## Task directions
From the listing below, pull out the lines that hold "DispatchConfig".

## Given records

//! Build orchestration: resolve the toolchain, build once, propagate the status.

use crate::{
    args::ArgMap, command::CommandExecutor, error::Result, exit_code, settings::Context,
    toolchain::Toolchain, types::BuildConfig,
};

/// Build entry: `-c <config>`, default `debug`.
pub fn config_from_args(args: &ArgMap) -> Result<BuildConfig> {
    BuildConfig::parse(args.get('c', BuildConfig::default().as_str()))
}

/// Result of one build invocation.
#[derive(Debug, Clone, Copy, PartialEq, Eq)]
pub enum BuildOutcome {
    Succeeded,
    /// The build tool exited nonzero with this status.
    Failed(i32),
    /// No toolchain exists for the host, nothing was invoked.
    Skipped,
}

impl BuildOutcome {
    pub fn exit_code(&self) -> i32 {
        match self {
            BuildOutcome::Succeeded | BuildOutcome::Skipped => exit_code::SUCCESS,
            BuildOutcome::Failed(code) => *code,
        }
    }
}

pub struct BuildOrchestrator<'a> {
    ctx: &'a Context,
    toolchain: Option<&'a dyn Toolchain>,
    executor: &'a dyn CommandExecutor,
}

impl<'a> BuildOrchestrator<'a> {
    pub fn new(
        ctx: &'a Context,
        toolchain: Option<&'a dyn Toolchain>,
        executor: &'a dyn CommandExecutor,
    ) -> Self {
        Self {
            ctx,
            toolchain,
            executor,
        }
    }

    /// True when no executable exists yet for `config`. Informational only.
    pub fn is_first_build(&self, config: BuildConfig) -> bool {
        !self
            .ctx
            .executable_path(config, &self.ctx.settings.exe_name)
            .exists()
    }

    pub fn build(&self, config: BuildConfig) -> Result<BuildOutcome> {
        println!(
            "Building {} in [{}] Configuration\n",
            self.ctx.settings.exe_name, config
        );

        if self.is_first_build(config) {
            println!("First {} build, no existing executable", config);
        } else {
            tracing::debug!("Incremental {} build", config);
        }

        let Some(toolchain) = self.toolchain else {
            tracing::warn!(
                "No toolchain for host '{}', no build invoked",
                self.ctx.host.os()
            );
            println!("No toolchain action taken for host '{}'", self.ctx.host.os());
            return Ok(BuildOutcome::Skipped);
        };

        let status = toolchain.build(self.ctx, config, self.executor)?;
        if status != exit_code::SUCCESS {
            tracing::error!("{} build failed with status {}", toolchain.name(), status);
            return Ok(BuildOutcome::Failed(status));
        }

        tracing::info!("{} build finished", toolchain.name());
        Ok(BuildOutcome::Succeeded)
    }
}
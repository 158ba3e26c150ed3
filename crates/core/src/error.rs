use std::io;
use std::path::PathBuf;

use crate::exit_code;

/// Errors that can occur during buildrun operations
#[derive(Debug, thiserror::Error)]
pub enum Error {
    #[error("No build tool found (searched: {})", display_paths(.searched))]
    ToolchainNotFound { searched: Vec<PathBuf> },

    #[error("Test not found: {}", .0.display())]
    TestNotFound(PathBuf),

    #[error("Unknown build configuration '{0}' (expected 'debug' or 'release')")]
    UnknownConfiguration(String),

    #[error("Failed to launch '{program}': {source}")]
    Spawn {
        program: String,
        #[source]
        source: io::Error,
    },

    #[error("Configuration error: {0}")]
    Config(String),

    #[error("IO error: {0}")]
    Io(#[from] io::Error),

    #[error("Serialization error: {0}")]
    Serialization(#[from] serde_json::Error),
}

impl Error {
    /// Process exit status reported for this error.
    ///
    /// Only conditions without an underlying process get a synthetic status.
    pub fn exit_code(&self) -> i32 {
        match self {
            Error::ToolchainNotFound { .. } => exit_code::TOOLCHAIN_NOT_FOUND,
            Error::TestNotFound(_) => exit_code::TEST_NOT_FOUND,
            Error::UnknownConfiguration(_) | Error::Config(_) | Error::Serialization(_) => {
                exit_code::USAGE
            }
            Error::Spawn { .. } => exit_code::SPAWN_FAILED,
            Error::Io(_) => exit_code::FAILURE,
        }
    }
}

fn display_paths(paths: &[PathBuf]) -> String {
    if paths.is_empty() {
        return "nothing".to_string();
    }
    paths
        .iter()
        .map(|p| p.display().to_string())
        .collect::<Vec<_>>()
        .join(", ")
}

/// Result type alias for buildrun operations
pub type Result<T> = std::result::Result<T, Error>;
---
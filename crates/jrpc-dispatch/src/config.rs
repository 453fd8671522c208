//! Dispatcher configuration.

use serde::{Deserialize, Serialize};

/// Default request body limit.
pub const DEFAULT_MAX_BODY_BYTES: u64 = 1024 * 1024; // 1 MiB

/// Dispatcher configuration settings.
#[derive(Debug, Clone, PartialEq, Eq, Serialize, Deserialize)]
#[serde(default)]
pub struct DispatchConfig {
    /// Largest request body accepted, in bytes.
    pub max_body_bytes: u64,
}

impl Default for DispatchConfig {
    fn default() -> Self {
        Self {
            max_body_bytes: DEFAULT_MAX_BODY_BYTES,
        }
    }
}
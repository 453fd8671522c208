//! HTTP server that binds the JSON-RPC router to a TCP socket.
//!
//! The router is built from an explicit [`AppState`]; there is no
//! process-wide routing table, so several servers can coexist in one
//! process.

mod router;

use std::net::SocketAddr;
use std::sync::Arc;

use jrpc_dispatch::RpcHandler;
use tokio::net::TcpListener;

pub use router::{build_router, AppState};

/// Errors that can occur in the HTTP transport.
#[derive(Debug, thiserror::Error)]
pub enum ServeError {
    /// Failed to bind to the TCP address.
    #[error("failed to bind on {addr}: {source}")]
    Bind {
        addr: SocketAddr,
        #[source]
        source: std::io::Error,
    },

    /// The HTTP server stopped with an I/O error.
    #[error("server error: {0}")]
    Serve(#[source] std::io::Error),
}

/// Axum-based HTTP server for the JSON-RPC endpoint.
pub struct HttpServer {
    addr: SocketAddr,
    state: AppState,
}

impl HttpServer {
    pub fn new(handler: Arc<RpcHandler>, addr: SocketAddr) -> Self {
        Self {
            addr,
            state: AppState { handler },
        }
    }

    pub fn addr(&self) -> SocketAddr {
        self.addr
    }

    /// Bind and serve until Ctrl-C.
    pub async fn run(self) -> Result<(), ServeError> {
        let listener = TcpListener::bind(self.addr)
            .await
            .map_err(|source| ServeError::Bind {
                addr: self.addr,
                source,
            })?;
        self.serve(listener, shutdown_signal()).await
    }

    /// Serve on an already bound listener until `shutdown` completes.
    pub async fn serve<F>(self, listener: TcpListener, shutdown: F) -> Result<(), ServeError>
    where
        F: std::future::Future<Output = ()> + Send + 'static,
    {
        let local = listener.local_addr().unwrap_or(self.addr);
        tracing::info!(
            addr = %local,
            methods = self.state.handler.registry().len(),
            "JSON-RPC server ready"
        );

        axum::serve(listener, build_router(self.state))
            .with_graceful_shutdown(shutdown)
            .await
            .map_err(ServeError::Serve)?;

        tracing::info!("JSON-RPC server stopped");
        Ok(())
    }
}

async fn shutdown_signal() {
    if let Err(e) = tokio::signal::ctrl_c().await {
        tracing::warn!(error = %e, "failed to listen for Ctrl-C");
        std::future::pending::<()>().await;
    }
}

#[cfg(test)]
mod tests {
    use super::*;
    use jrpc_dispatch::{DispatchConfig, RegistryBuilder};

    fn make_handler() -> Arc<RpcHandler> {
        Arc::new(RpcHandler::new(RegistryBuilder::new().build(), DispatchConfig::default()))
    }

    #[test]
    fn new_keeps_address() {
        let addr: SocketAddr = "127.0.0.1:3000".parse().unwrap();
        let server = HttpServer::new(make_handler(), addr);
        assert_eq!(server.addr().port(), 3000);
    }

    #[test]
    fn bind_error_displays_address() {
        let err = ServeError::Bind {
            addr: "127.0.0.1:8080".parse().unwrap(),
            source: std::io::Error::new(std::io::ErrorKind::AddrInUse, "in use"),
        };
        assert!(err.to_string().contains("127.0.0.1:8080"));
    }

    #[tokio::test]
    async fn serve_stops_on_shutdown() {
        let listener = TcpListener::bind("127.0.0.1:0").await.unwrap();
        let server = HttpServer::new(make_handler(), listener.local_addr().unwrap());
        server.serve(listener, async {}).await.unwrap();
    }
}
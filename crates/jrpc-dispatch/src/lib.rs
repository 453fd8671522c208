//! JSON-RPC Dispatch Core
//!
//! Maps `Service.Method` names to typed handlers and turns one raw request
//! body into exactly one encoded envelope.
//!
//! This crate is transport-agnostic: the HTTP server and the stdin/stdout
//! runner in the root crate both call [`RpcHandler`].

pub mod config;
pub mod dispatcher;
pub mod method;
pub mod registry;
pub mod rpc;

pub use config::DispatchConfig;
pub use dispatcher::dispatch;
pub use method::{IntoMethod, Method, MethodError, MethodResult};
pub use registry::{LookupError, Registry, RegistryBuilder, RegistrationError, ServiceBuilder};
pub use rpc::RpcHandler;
...
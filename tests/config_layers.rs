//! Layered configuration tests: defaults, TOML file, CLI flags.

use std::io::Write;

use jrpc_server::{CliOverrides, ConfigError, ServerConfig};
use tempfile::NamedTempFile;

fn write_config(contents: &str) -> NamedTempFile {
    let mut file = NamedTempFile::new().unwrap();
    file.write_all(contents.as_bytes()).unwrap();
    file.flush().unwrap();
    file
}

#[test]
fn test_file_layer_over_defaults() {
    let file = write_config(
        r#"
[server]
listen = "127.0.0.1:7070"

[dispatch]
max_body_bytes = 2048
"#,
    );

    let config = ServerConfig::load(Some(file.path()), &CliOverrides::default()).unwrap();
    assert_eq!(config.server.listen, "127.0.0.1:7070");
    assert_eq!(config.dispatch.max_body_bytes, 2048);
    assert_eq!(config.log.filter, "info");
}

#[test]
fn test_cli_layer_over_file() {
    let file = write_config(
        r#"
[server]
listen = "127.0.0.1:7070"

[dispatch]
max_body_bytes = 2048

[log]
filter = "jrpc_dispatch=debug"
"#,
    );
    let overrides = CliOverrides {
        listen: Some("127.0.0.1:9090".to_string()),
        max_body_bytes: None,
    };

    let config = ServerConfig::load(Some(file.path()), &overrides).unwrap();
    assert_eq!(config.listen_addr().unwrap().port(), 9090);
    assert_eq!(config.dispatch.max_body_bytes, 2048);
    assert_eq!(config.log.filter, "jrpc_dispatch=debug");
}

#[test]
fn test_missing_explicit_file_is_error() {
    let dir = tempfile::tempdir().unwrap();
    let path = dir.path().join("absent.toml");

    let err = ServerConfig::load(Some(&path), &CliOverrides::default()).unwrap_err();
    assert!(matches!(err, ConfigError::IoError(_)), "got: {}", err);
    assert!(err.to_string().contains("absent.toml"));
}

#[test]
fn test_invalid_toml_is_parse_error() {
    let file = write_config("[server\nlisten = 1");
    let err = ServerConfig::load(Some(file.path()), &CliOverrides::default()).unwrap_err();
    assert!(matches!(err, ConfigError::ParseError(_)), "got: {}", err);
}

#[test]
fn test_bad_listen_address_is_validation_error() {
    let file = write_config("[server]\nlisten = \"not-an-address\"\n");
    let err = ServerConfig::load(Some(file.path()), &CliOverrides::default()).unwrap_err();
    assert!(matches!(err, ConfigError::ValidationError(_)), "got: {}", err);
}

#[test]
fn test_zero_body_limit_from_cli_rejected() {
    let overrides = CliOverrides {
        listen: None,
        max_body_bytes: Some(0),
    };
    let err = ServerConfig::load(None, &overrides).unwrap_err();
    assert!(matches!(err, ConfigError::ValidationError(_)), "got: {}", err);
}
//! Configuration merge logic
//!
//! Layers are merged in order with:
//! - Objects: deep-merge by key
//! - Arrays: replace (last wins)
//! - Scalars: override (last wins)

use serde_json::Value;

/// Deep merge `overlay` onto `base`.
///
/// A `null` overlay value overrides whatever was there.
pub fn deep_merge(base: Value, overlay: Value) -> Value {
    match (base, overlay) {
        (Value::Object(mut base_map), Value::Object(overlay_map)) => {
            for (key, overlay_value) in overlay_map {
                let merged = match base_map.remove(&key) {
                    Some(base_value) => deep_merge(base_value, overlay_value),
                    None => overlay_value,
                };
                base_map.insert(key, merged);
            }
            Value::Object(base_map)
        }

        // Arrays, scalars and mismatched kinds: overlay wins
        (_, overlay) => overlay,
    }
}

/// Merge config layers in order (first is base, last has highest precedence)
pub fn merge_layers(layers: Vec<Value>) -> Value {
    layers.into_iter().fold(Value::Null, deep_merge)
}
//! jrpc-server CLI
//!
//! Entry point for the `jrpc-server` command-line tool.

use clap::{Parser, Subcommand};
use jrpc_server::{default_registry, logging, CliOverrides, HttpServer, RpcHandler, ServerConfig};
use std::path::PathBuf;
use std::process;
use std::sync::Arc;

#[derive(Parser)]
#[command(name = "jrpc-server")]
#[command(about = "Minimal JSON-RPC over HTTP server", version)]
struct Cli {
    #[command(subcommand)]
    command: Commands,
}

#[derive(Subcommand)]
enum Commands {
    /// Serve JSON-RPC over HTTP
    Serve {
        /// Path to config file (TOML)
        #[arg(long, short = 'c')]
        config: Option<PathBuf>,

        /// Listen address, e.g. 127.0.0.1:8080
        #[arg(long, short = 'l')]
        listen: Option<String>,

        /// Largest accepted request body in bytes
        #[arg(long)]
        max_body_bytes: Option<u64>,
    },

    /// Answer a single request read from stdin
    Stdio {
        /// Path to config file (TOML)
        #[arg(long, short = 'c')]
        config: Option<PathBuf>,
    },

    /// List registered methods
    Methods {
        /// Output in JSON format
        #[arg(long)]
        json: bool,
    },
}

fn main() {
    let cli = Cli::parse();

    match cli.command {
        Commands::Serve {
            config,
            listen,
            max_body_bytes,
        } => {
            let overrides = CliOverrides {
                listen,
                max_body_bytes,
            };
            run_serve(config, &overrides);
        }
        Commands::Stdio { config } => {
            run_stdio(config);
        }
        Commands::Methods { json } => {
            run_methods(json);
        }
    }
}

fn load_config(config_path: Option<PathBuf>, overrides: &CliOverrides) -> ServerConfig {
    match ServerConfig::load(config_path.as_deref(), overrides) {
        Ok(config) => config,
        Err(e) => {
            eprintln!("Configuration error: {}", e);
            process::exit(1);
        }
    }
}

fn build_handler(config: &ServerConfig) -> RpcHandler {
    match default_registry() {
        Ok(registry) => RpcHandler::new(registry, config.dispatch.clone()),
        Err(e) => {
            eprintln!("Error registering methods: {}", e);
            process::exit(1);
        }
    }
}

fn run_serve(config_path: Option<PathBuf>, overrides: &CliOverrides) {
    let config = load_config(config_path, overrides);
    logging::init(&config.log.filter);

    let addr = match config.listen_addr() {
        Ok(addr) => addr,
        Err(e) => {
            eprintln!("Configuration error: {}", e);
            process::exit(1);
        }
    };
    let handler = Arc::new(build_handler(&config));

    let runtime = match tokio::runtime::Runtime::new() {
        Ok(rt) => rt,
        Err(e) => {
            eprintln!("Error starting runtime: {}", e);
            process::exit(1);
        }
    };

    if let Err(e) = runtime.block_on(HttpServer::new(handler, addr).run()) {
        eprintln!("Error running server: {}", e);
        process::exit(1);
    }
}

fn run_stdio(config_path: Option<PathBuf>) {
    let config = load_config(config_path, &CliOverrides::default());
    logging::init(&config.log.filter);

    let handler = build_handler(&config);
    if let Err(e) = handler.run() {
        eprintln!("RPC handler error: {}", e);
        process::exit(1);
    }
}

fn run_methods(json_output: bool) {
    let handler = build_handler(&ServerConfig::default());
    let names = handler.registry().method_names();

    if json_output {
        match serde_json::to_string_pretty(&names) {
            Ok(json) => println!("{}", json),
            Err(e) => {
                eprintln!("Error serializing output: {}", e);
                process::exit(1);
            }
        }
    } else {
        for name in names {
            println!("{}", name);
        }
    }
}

## Task result
pub struct DispatchConfig {
impl Default for DispatchConfig {
    use jrpc_dispatch::{DispatchConfig, RegistryBuilder};
        Arc::new(RpcHandler::new(RegistryBuilder::new().build(), DispatchConfig::default()))
pub use config::DispatchConfig;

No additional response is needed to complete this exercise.